Le bureau du chef conservateur Pierre Poilievre n’a pas répondu à une demande d’entrevue. Mais la cheffe adjointe, Melissa Lantsman, a qualifié les commentaires de M. Singh de «dégoûtants», dans une publication sur Instagram mercredi.

Deux passages à Rafah mercredi

M. Trudeau a fait face à des pressions accrues au niveau national de la part du Conseil national des musulmans canadiens, des agences d’établissement des réfugiés et de députés – y compris certains libéraux – pour appeler à un cessez-le-feu, dans le but d’évacuer les civils en toute sécurité et de fournir de l’aide humanitaire.

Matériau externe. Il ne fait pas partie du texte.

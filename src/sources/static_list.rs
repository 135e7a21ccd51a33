//! Paged source over an in-memory list
//!
//! Serves the items whose label has a word starting with the term, one page
//! at a time. An optional latency answers from a worker thread instead of
//! inline, which makes the loader behave as it would against a remote API.

use std::sync::Arc;
use std::time::Duration;

use regex::Regex;

use crate::loader::{ItemSource, PageRequest, Reply};
use crate::model::Item;
use crate::select_filter::word_prefix_matcher;

pub struct StaticSource<T> {
    items: Arc<Vec<T>>,
    page_size: usize,
    latency: Duration,
}

impl<T: Item + Clone> StaticSource<T> {
    pub fn new(items: Vec<T>, page_size: usize) -> Self {
        Self {
            items: Arc::new(items),
            page_size: page_size.max(1),
            latency: Duration::ZERO,
        }
    }

    /// Answer every request after `latency`, from a worker thread
    pub fn with_latency(mut self, latency: Duration) -> Self {
        self.latency = latency;
        self
    }

    /// Items on `page` of the results for `term`
    pub fn page(&self, term: &str, page: usize) -> Vec<T> {
        page_of(&self.items, term, page, self.page_size)
    }
}

fn page_of<T: Item + Clone>(items: &[T], term: &str, page: usize, page_size: usize) -> Vec<T> {
    let pattern: Option<Regex> = if term.is_empty() {
        None
    } else {
        match word_prefix_matcher(term) {
            Ok(p) => Some(p),
            Err(e) => {
                tracing::warn!(target: "droplist::sources", term, "invalid pattern: {e}");
                return Vec::new();
            }
        }
    };
    items
        .iter()
        .filter(|item| pattern.as_ref().is_none_or(|p| p.is_match(&item.label())))
        .skip(page * page_size)
        .take(page_size)
        .cloned()
        .collect()
}

impl<T> ItemSource<T> for StaticSource<T>
where
    T: Item + Clone + Send + Sync + 'static,
{
    fn fetch(&mut self, request: &PageRequest, reply: Reply<T>) {
        if self.latency.is_zero() {
            reply.deliver(self.page(&request.term, request.page));
            return;
        }
        let items = Arc::clone(&self.items);
        let latency = self.latency;
        let page_size = self.page_size;
        let request = request.clone();
        std::thread::spawn(move || {
            std::thread::sleep(latency);
            reply.deliver(page_of(&items, &request.term, request.page, page_size));
        });
    }
}
//! Shared HTTP agent

use std::sync::LazyLock;
use std::time::Duration;

use ureq::Agent;

const USER_AGENT: &str = concat!(
    "droplist/",
    env!("CARGO_PKG_VERSION"),
    " (https://github.com/chrisbataille/droplist)"
);

/// Agent reused by every remote source, with a global timeout so a stuck
/// request still answers its page (empty) eventually
pub static HTTP_AGENT: LazyLock<Agent> = LazyLock::new(|| {
    Agent::config_builder()
        .timeout_global(Some(Duration::from_secs(10)))
        .user_agent(USER_AGENT)
        .build()
        .into()
});
//! Debounced trigger for search-as-you-type filtering
//!
//! A burst of `trigger()` calls is coalesced into a single firing that happens
//! once the input has been quiet for the configured delay. Every call within
//! the quiet period pushes the deadline back.
//!
//! This is a pure data structure with no timers of its own. The event loop
//! calls `trigger()` on each keystroke and `poll()` on each tick, passing in
//! the current time, and uses `deadline()` to size its poll timeout.

use std::time::{Duration, Instant};

/// Default quiet period before a filter request fires
pub const DEFAULT_THROTTLE_MS: u64 = 300;

#[derive(Debug, Clone)]
pub struct Debouncer {
    delay: Duration,
    /// At most one pending deadline exists at a time
    deadline: Option<Instant>,
}

impl Debouncer {
    /// Create a debouncer with the given quiet period in milliseconds.
    ///
    /// A delay of zero makes the debouncer synchronous: `trigger()` asks the
    /// caller to fire immediately on every call.
    pub fn new(delay_ms: u64) -> Self {
        Self {
            delay: Duration::from_millis(delay_ms),
            deadline: None,
        }
    }

    pub fn is_synchronous(&self) -> bool {
        self.delay.is_zero()
    }

    /// Register a request.
    ///
    /// Returns true when the caller should fire right away (synchronous mode).
    /// Otherwise the pending deadline is replaced with `now + delay`.
    pub fn trigger(&mut self, now: Instant) -> bool {
        if self.is_synchronous() {
            return true;
        }
        self.deadline = Some(now + self.delay);
        false
    }

    /// Returns true exactly once when the pending deadline has passed.
    pub fn poll(&mut self, now: Instant) -> bool {
        match self.deadline {
            Some(deadline) if now >= deadline => {
                self.deadline = None;
                true
            }
            _ => false,
        }
    }

    /// Drop any pending firing
    pub fn cancel(&mut self) {
        self.deadline = None;
    }

    pub fn deadline(&self) -> Option<Instant> {
        self.deadline
    }

    pub fn is_pending(&self) -> bool {
        self.deadline.is_some()
    }
}

impl Default for Debouncer {
    fn default() -> Self {
        Self::new(DEFAULT_THROTTLE_MS)
    }
}
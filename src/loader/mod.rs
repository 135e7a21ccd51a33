//! Generation-tokened paginated loader
//!
//! Every call to [`Loader::load`] starts a new session with a fresh
//! generation number. Page requests capture that number in their [`Reply`],
//! and results are applied only if their generation still matches the active
//! session. Answers to superseded queries are dropped without a trace, which
//! keeps the list correct no matter in which order the source answers.
//!
//! Within a session pages are fetched strictly one after another: page n+1 is
//! only requested once page n has been applied.

pub mod continuation;
pub mod source;

use std::sync::mpsc::{self, Receiver, Sender};

use crate::model::Entry;
use crate::provider::{ItemProvider, ProviderEvent};
use crate::viewport::Viewport;

use self::continuation::Continuation;
use self::source::Delivery;
pub use self::source::{ItemSource, PageRequest, Reply};

/// One query session. Replaced wholesale on every new term.
#[derive(Debug)]
struct Session<C> {
    generation: u64,
    term: String,
    /// Next page to fetch
    page: usize,
    loading: bool,
    exhausted: bool,
    on_settled: Option<C>,
}

impl<C> Session<C> {
    fn new(generation: u64, term: &str, on_settled: Option<C>) -> Self {
        Self {
            generation,
            term: term.to_string(),
            page: 0,
            loading: false,
            exhausted: false,
            on_settled,
        }
    }
}

pub struct Loader<T, C = ()> {
    source: Box<dyn ItemSource<T>>,
    sender: Sender<Delivery<T>>,
    receiver: Receiver<Delivery<T>>,
    session: Session<C>,
    entries: Vec<Entry<T>>,
    events: Vec<ProviderEvent<C>>,
    /// The list shows its loading indicator
    busy: bool,
    fetches: usize,
}

impl<T, C> std::fmt::Debug for Loader<T, C> {
    fn fmt(&self, f: &mut std::fmt::Formatter<'_>) -> std::fmt::Result {
        f.debug_struct("Loader")
            .field("generation", &self.session.generation)
            .field("term", &self.session.term)
            .field("page", &self.session.page)
            .field("loading", &self.session.loading)
            .field("exhausted", &self.session.exhausted)
            .field("entries", &self.entries.len())
            .finish()
    }
}

impl<T, C> Loader<T, C> {
    pub fn new(source: impl ItemSource<T> + 'static) -> Self {
        let (sender, receiver) = mpsc::channel();
        Self {
            source: Box::new(source),
            sender,
            receiver,
            session: Session::new(0, "", None),
            entries: Vec::new(),
            events: Vec::new(),
            busy: false,
            fetches: 0,
        }
    }

    /// Begin a brand-new session for `term` and request its first page.
    ///
    /// Any pending completion from the previous session is dropped, and any
    /// answer still in flight for it will be ignored.
    pub fn load(&mut self, term: &str, on_settled: Option<C>, viewport: &Viewport) {
        let generation = self.session.generation + 1;
        self.session = Session::new(generation, term, on_settled);
        tracing::debug!(target: "droplist::loader", generation, term, "new session");
        self.fetch_next();
        self.pump(viewport);
    }

    /// Request the next page if the viewport still has room.
    pub fn check_more(&mut self, viewport: &Viewport) {
        if !self.session.loading && !self.session.exhausted {
            self.needs_more(viewport);
        }
        self.pump(viewport);
    }

    /// Whether the viewport needs more entries. Requests the next page as a
    /// side effect when it does.
    pub fn needs_more(&mut self, viewport: &Viewport) -> bool {
        match continuation::assess(self.session.exhausted, self.entries.len(), viewport) {
            Continuation::Fetch => {
                self.fetch_next();
                true
            }
            Continuation::Exhausted | Continuation::Filled => false,
        }
    }

    /// Apply every answer that has arrived so far. Answers that trigger
    /// further fetches from synchronous sources are applied in the same call.
    pub fn pump(&mut self, viewport: &Viewport) -> usize {
        let mut applied = 0;
        while let Ok(delivery) = self.receiver.try_recv() {
            if self.apply(delivery, viewport) {
                applied += 1;
            }
        }
        applied
    }

    fn fetch_next(&mut self) {
        if self.session.loading || self.session.exhausted {
            return;
        }
        self.session.loading = true;
        if !self.busy {
            self.busy = true;
            self.events.push(ProviderEvent::LoadingStarted);
        }
        self.fetches += 1;

        let request = PageRequest {
            term: self.session.term.clone(),
            page: self.session.page,
        };
        let reply = Reply::new(self.session.generation, request.page, self.sender.clone());
        tracing::trace!(
            target: "droplist::loader",
            generation = self.session.generation,
            term = %request.term,
            page = request.page,
            "fetching page"
        );
        self.source.fetch(&request, reply);
    }

    fn apply(&mut self, delivery: Delivery<T>, viewport: &Viewport) -> bool {
        if delivery.generation != self.session.generation {
            return false;
        }
        if !self.session.loading {
            tracing::warn!(
                target: "droplist::loader",
                generation = delivery.generation,
                page = delivery.page,
                "ignoring page that was not requested"
            );
            return false;
        }

        if self.session.page == 0 && !self.entries.is_empty() {
            self.entries.clear();
            self.events.push(ProviderEvent::Cleared);
        }
        let page = self.session.page;
        self.session.page += 1;

        let count = delivery.items.len();
        if count == 0 {
            self.session.exhausted = true;
        }
        let term = &self.session.term;
        self.entries.extend(
            delivery
                .items
                .into_iter()
                .map(|item| Entry { item, term: term.clone() }),
        );
        if count > 0 {
            self.events.push(ProviderEvent::BatchAppended { count, page });
        }
        self.session.loading = false;
        tracing::debug!(
            target: "droplist::loader",
            generation = self.session.generation,
            page,
            count,
            exhausted = self.session.exhausted,
            "page applied"
        );

        if !self.needs_more(viewport) {
            self.settle();
        }
        true
    }

    fn settle(&mut self) {
        if std::mem::take(&mut self.busy) {
            self.events.push(ProviderEvent::LoadingEnded);
        }
        if self.entries.is_empty() {
            self.events.push(ProviderEvent::ExhaustedEmpty {
                term: self.session.term.clone(),
            });
        }
        if let Some(token) = self.session.on_settled.take() {
            self.events.push(ProviderEvent::Settled(token));
        }
    }

    pub fn generation(&self) -> u64 {
        self.session.generation
    }

    pub fn term(&self) -> &str {
        &self.session.term
    }

    /// Next page index to fetch
    pub fn page(&self) -> usize {
        self.session.page
    }

    pub fn is_loading(&self) -> bool {
        self.session.loading
    }

    pub fn is_exhausted(&self) -> bool {
        self.session.exhausted
    }

    /// Total pages requested over the loader's lifetime
    pub fn fetch_count(&self) -> usize {
        self.fetches
    }

    pub fn entries(&self) -> &[Entry<T>] {
        &self.entries
    }

    pub fn drain_events(&mut self) -> Vec<ProviderEvent<C>> {
        std::mem::take(&mut self.events)
    }
}

impl<T, C> ItemProvider<T, C> for Loader<T, C> {
    fn load(&mut self, term: &str, on_settled: Option<C>, viewport: &Viewport) {
        Loader::load(self, term, on_settled, viewport);
    }

    fn check_more(&mut self, viewport: &Viewport) {
        Loader::check_more(self, viewport);
    }

    fn pump(&mut self, viewport: &Viewport) -> usize {
        Loader::pump(self, viewport)
    }

    fn entries(&self) -> &[Entry<T>] {
        &self.entries
    }

    fn entries_mut(&mut self) -> &mut [Entry<T>] {
        &mut self.entries
    }

    fn drain_events(&mut self) -> Vec<ProviderEvent<C>> {
        Loader::drain_events(self)
    }

    fn is_loading(&self) -> bool {
        self.busy
    }

    fn term(&self) -> &str {
        &self.session.term
    }
}
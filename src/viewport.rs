//! Scrollable list viewport geometry
//!
//! Every entry occupies exactly one row. Positions are in rows, measured from
//! the top of the list content.

#[derive(Debug, Clone, Copy, PartialEq, Eq, Default)]
pub struct Viewport {
    /// Number of visible rows
    pub height: usize,
    /// Index of the first visible row
    pub offset: usize,
}

impl Viewport {
    pub fn new(height: usize) -> Self {
        Self { height, offset: 0 }
    }

    /// Top edge of the row at `index`, relative to the visible window.
    /// Negative when the row is scrolled above the window.
    pub fn relative_top(&self, index: usize) -> isize {
        index as isize - self.offset as isize
    }

    /// Last visible row (exclusive)
    pub fn bottom(&self) -> usize {
        self.offset + self.height
    }

    pub fn is_row_visible(&self, index: usize) -> bool {
        index >= self.offset && index < self.bottom()
    }

    /// Scroll so the top edge of `index` is visible when it sits above the
    /// window. Returns true if the offset changed.
    pub fn reveal_top(&mut self, index: usize) -> bool {
        if self.offset > index {
            self.offset = index;
            return true;
        }
        false
    }

    /// Scroll so the bottom edge of `index` is visible when it sits below
    /// the window. Returns true if the offset changed.
    pub fn reveal_bottom(&mut self, index: usize) -> bool {
        let item_bottom = index + 1;
        if item_bottom > self.bottom() {
            self.offset = item_bottom.saturating_sub(self.height);
            return true;
        }
        false
    }

    /// Scroll by `delta` rows, clamped to the content length.
    /// Returns true if the offset changed.
    pub fn scroll_by(&mut self, delta: isize, len: usize) -> bool {
        let max_offset = len.saturating_sub(self.height);
        let target = self.offset.saturating_add_signed(delta).min(max_offset);
        let changed = target != self.offset;
        self.offset = target;
        changed
    }

    /// Resize the window, keeping the offset
    pub fn resize(&mut self, height: usize) {
        self.height = height;
    }

    /// Back to the top (list replaced)
    pub fn reset(&mut self) {
        self.offset = 0;
    }
}
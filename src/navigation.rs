//! Keyboard and pointer navigation over the rendered entries
//!
//! Tracks a single "current" entry by position. The current entry is always
//! either absent or a rendered, non-disabled entry. Directional moves skip
//! disabled entries and scroll the viewport just enough to keep the new
//! current entry fully visible.

use crate::model::{Entry, Item, same_value};
use crate::viewport::Viewport;

#[derive(Debug, Clone, Default)]
pub struct Navigator {
    current: Option<usize>,
    select_on_hover: bool,
    /// Set after a programmatic scroll: the pointer now rests over a
    /// different row and the hover event that follows must be ignored
    skip_hover: bool,
}

impl Navigator {
    pub fn new(select_on_hover: bool) -> Self {
        Self {
            current: None,
            select_on_hover,
            skip_hover: false,
        }
    }

    pub fn current(&self) -> Option<usize> {
        self.current
    }

    /// The current entry, if it is still rendered
    pub fn current_entry<'a, T>(&self, entries: &'a [Entry<T>]) -> Option<&'a Entry<T>> {
        self.current.and_then(|i| entries.get(i))
    }

    pub fn select_on_hover(&self) -> bool {
        self.select_on_hover
    }

    /// Forget the current entry (the list was replaced)
    pub fn clear(&mut self) {
        self.current = None;
    }

    /// Move to the next navigable entry.
    ///
    /// With no current entry this lands on the first navigable entry.
    /// Returns true if the current entry changed.
    pub fn advance<T: Item>(&mut self, entries: &[Entry<T>], viewport: &mut Viewport) -> bool {
        let start = self.current.map_or(0, |i| i + 1);
        let Some(next) = (start..entries.len()).find(|&i| !entries[i].is_disabled()) else {
            return false;
        };
        self.current = Some(next);
        if viewport.reveal_bottom(next) {
            self.skip_hover = true;
        }
        true
    }

    /// Move to the previous navigable entry.
    ///
    /// With no current entry this lands on the last navigable entry.
    /// Returns true if the current entry changed.
    pub fn retreat<T: Item>(&mut self, entries: &[Entry<T>], viewport: &mut Viewport) -> bool {
        let end = self.current.unwrap_or(entries.len()).min(entries.len());
        let Some(prev) = (0..end).rev().find(|&i| !entries[i].is_disabled()) else {
            return false;
        };
        self.current = Some(prev);
        if viewport.reveal_top(prev) {
            self.skip_hover = true;
        }
        true
    }

    /// Make `index` current. No-op for disabled or missing entries.
    pub fn set_current<T: Item>(&mut self, entries: &[Entry<T>], index: usize) -> bool {
        match entries.get(index) {
            Some(entry) if !entry.is_disabled() => {
                let changed = self.current != Some(index);
                self.current = Some(index);
                changed
            }
            _ => false,
        }
    }

    /// Pointer moved over `index`.
    ///
    /// The first hover after a programmatic scroll is swallowed.
    pub fn hover<T: Item>(&mut self, entries: &[Entry<T>], index: usize) -> bool {
        if std::mem::take(&mut self.skip_hover) {
            return false;
        }
        self.select_on_hover && self.set_current(entries, index)
    }

    /// Seed the current entry if there is no usable one (none, out of range
    /// or disabled): the entry matching the selected item's value, else the
    /// first navigable entry.
    pub fn ensure_current<T: Item>(&mut self, entries: &[Entry<T>], selected: Option<&T>) {
        if self
            .current
            .and_then(|i| entries.get(i))
            .is_some_and(|e| !e.is_disabled())
        {
            return;
        }
        self.current = selected
            .and_then(|sel| {
                entries
                    .iter()
                    .position(|e| !e.is_disabled() && same_value(&e.item, sel))
            })
            .or_else(|| entries.iter().position(|e| !e.is_disabled()));
    }
}

#[cfg(test)]
mod tests {
    use super::*;
    use crate::model::Choice;

    fn entries(rows: &[(&str, bool)]) -> Vec<Entry<Choice>> {
        rows.iter()
            .map(|(label, disabled)| {
                let c = Choice::new(*label);
                Entry::new(if *disabled { c.disabled() } else { c }, "")
            })
            .collect()
    }

    fn plain(n: usize) -> Vec<Entry<Choice>> {
        (0..n)
            .map(|i| Entry::new(Choice::new(format!("item{i}")), ""))
            .collect()
    }

    #[test]
    fn test_advance_skips_disabled() {
        let list = entries(&[("a", false), ("b", true), ("c", true), ("d", false)]);
        let mut nav = Navigator::new(true);
        let mut vp = Viewport::new(10);

        nav.ensure_current(&list, None);
        assert_eq!(nav.current(), Some(0));
        assert!(nav.advance(&list, &mut vp));
        assert_eq!(nav.current(), Some(3));
        // At the last navigable entry
        assert!(!nav.advance(&list, &mut vp));
        assert_eq!(nav.current(), Some(3));
    }

    #[test]
    fn test_retreat_skips_disabled() {
        let list = entries(&[("a", true), ("b", false), ("c", true), ("d", false)]);
        let mut nav = Navigator::new(true);
        let mut vp = Viewport::new(10);

        assert!(nav.set_current(&list, 3));
        assert!(nav.retreat(&list, &mut vp));
        assert_eq!(nav.current(), Some(1));
        // Disabled entry above is not a destination
        assert!(!nav.retreat(&list, &mut vp));
        assert_eq!(nav.current(), Some(1));
    }

    #[test]
    fn test_never_leaves_navigable_span() {
        let list = entries(&[
            ("a", true),
            ("b", false),
            ("c", true),
            ("d", false),
            ("e", false),
            ("f", true),
        ]);
        let mut nav = Navigator::new(false);
        let mut vp = Viewport::new(2);
        nav.ensure_current(&list, None);

        for step in 0..40 {
            if step % 3 == 0 {
                nav.retreat(&list, &mut vp);
            } else {
                nav.advance(&list, &mut vp);
            }
            let i = nav.current().unwrap();
            assert!(!list[i].is_disabled());
            assert!((1..=4).contains(&i));
        }
    }

    #[test]
    fn test_empty_list_is_noop() {
        let list: Vec<Entry<Choice>> = Vec::new();
        let mut nav = Navigator::new(true);
        let mut vp = Viewport::new(5);

        assert!(!nav.advance(&list, &mut vp));
        assert!(!nav.retreat(&list, &mut vp));
        nav.ensure_current(&list, None);
        assert_eq!(nav.current(), None);
    }

    #[test]
    fn test_advance_scrolls_bottom_into_view() {
        let list = plain(10);
        let mut nav = Navigator::new(true);
        let mut vp = Viewport::new(3);
        nav.ensure_current(&list, None);

        nav.advance(&list, &mut vp);
        nav.advance(&list, &mut vp);
        assert_eq!(vp.offset, 0);
        nav.advance(&list, &mut vp);
        assert_eq!(nav.current(), Some(3));
        assert_eq!(vp.offset, 1);
    }

    #[test]
    fn test_retreat_scrolls_top_into_view() {
        let list = plain(10);
        let mut nav = Navigator::new(true);
        let mut vp = Viewport {
            height: 3,
            offset: 5,
        };
        nav.set_current(&list, 5);

        nav.retreat(&list, &mut vp);
        assert_eq!(nav.current(), Some(4));
        assert_eq!(vp.offset, 4);
    }

    #[test]
    fn test_hover_after_programmatic_scroll_is_skipped_once() {
        let list = plain(10);
        let mut nav = Navigator::new(true);
        let mut vp = Viewport::new(2);
        nav.ensure_current(&list, None);

        nav.advance(&list, &mut vp);
        nav.advance(&list, &mut vp); // scrolls
        assert_eq!(nav.current(), Some(2));

        assert!(!nav.hover(&list, 1));
        assert_eq!(nav.current(), Some(2));
        assert!(nav.hover(&list, 1));
        assert_eq!(nav.current(), Some(1));
    }

    #[test]
    fn test_hover_without_hover_selection() {
        let list = plain(3);
        let mut nav = Navigator::new(false);

        assert!(!nav.hover(&list, 1));
        assert_eq!(nav.current(), None);
        // Clicks still select
        assert!(nav.set_current(&list, 1));
    }

    #[test]
    fn test_set_current_ignores_disabled() {
        let list = entries(&[("a", false), ("b", true)]);
        let mut nav = Navigator::new(true);
        nav.set_current(&list, 0);

        assert!(!nav.set_current(&list, 1));
        assert!(!nav.set_current(&list, 7));
        assert_eq!(nav.current(), Some(0));
    }

    #[test]
    fn test_ensure_current_prefers_selected() {
        let list = entries(&[("a", false), ("b", false), ("c", false)]);
        let mut nav = Navigator::new(true);

        nav.ensure_current(&list, Some(&Choice::new("c")));
        assert_eq!(nav.current(), Some(2));
    }

    #[test]
    fn test_ensure_current_falls_back_to_first_navigable() {
        let list = entries(&[("a", true), ("b", false), ("c", false)]);
        let mut nav = Navigator::new(true);

        nav.ensure_current(&list, Some(&Choice::new("zzz")));
        assert_eq!(nav.current(), Some(1));

        // A selected item without a value never matches
        let mut nav = Navigator::new(true);
        let mut valueless = Choice::new("c");
        valueless.value = None;
        nav.ensure_current(&list, Some(&valueless));
        assert_eq!(nav.current(), Some(1));
    }

    #[test]
    fn test_ensure_current_skips_disabled_match() {
        let list = entries(&[("a", false), ("b", true)]);
        let mut nav = Navigator::new(true);

        nav.ensure_current(&list, Some(&Choice::new("b")));
        assert_eq!(nav.current(), Some(0));
    }

    #[test]
    fn test_ensure_current_keeps_existing() {
        let list = plain(4);
        let mut nav = Navigator::new(true);
        nav.set_current(&list, 2);

        nav.ensure_current(&list, Some(&Choice::new("item0")));
        assert_eq!(nav.current(), Some(2));

        nav.clear();
        nav.ensure_current(&list, Some(&Choice::new("item0")));
        assert_eq!(nav.current(), Some(0));
    }

    #[test]
    fn test_ensure_current_reseeds_disabled_current() {
        let mut list = entries(&[("a", false), ("b", false), ("c", false)]);
        let mut nav = Navigator::new(true);
        nav.set_current(&list, 1);

        list[1].item = Choice::new("b").disabled();
        nav.ensure_current(&list, Some(&Choice::new("c")));
        assert_eq!(nav.current(), Some(2));
    }
}
//! Picker state wrapped around a dropdown

use std::fmt::Debug;
use std::time::Instant;

use ratatui::layout::Rect;

use super::theme::ThemeVariant;
use crate::model::Item;
use crate::widget::{Dropdown, DropdownEvent, Intent};

const SPINNER: [&str; 4] = ["⠋", "⠙", "⠹", "⠸"];

pub struct App<T> {
    pub dropdown: Dropdown<T>,
    pub theme_variant: ThemeVariant,
    /// Inner area of the list as last rendered, for mouse hit testing
    pub list_area: Option<Rect>,
    pub should_quit: bool,
    /// The item the user confirmed
    pub picked: Option<T>,
    /// Initial selection applied; later `Changed` events come from the user
    ready: bool,
    spinner: usize,
}

impl<T: Item + Clone + Debug + 'static> App<T> {
    pub fn new(dropdown: Dropdown<T>, theme_variant: ThemeVariant) -> Self {
        let mut app = Self {
            dropdown,
            theme_variant,
            list_area: None,
            should_quit: false,
            picked: None,
            ready: false,
            spinner: 0,
        };
        app.process_events();
        app
    }

    pub fn apply(&mut self, intent: Intent, now: Instant) {
        self.dropdown.handle(intent, now);
        self.process_events();
    }

    /// Run due work and apply results that came in from the source
    pub fn tick(&mut self, now: Instant) {
        self.dropdown.tick(now);
        if self.dropdown.is_loading() {
            self.spinner = (self.spinner + 1) % SPINNER.len();
        }
        self.process_events();
    }

    /// Keep the dropdown's viewport in step with the rendered list height
    pub fn sync_height(&mut self, now: Instant) {
        let Some(area) = self.list_area else {
            return;
        };
        let rows = area.height as usize;
        if rows > 0 && rows != self.dropdown.viewport().height {
            self.apply(Intent::Resize(rows), now);
        }
    }

    /// Entry index under the terminal cell at `(x, y)`
    pub fn list_row(&self, x: u16, y: u16) -> Option<usize> {
        let area = self.list_area?;
        if x < area.x || x >= area.x + area.width || y < area.y || y >= area.y + area.height {
            return None;
        }
        let index = (y - area.y) as usize + self.dropdown.viewport().offset;
        (index < self.dropdown.entries().len()).then_some(index)
    }

    /// Accept the current selection and quit
    pub fn finish(&mut self) {
        self.picked = self.dropdown.selected().cloned();
        self.should_quit = true;
    }

    /// Quit without picking
    pub fn cancel(&mut self) {
        self.picked = None;
        self.should_quit = true;
    }

    pub fn cycle_theme(&mut self) {
        self.theme_variant = self.theme_variant.next();
    }

    pub fn spinner(&self) -> &'static str {
        SPINNER[self.spinner]
    }

    fn process_events(&mut self) {
        for event in self.dropdown.drain_events() {
            tracing::trace!(target: "droplist::tui", ?event, "dropdown event");
            match event {
                DropdownEvent::Ready => self.ready = true,
                DropdownEvent::Changed(item) if self.ready => {
                    self.picked = Some(item);
                    self.should_quit = true;
                }
                _ => {}
            }
        }
    }
}
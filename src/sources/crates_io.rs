//! crates.io search source
//!
//! Pages through the crates.io search API. Each request runs on its own
//! worker thread and answers with an empty page on failure, which ends the
//! session instead of leaving it loading.

use anyhow::{Context, Result};
use serde::Deserialize;

use crate::http::HTTP_AGENT;
use crate::loader::{ItemSource, PageRequest, Reply};
use crate::model::Choice;

const API_URL: &str = "https://crates.io/api/v1/crates";

#[derive(Debug, Deserialize)]
struct SearchResponse {
    #[serde(default)]
    crates: Vec<CrateHit>,
}

#[derive(Debug, Deserialize)]
struct CrateHit {
    name: String,
    #[serde(default)]
    max_version: Option<String>,
    #[serde(default)]
    yanked: bool,
}

impl CrateHit {
    fn into_choice(self) -> Choice {
        let label = match &self.max_version {
            Some(version) => format!("{} {}", self.name, version),
            None => self.name.clone(),
        };
        Choice {
            value: Some(self.name),
            label,
            disabled: self.yanked,
            selected: false,
        }
    }
}

#[derive(Debug, Clone)]
pub struct CratesIoSource {
    per_page: usize,
}

impl CratesIoSource {
    pub fn new(per_page: usize) -> Self {
        Self {
            per_page: per_page.clamp(1, 100),
        }
    }

    /// Build the search URL. crates.io pages are 1-based.
    pub fn url(&self, term: &str, page: usize) -> String {
        format!(
            "{}?q={}&page={}&per_page={}",
            API_URL,
            urlencoding::encode(term),
            page + 1,
            self.per_page
        )
    }

    /// Blocking search for one page
    pub fn search(&self, term: &str, page: usize) -> Result<Vec<Choice>> {
        let url = self.url(term, page);
        let mut response = HTTP_AGENT
            .get(&url)
            .call()
            .context("Failed to fetch from crates.io")?;
        let response: SearchResponse = response
            .body_mut()
            .read_json()
            .context("Failed to parse crates.io response")?;
        Ok(response
            .crates
            .into_iter()
            .map(CrateHit::into_choice)
            .collect())
    }
}

impl ItemSource<Choice> for CratesIoSource {
    fn fetch(&mut self, request: &PageRequest, reply: Reply<Choice>) {
        let source = self.clone();
        let request = request.clone();
        std::thread::spawn(move || {
            let items = source
                .search(&request.term, request.page)
                .unwrap_or_else(|e| {
                    tracing::warn!(
                        target: "droplist::sources",
                        term = %request.term,
                        page = request.page,
                        "crates.io search failed: {e:#}"
                    );
                    Vec::new()
                });
            reply.deliver(items);
        });
    }
}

M. Trudeau a plutôt appelé à «une pause humanitaire durable» dans les bombardements. Les responsables israéliens affirment qu’un cessez-le-feu ne ferait que permettre au Hamas de fourbir ses armes.

Pendant ce temps, deux autres Canadiens, résidents permanents ou membres de leur famille admissibles ont traversé mercredi en Égypte par le poste frontalier de Rafah, selon Affaires mondiales. Aucune personne liée au Canada n’avait été autorisée à partir mardi et un groupe de 10 personnes avait réussi à traverser lundi.

Au total, 367 Canadiens ont réussi à passer par Rafah jusqu’à présent, selon l’agence fédérale, alors que des centaines de personnes liées au Canada continuent d’attendre de l’aide pour partir.

Affaires mondiales Canada a indiqué dans une mise à jour aux médias mercredi après-midi que le gouvernement canadien était en contact avec 386 Canadiens, résidents permanents et membres de leur famille admissibles à Gaza et 63 en Cisjordanie.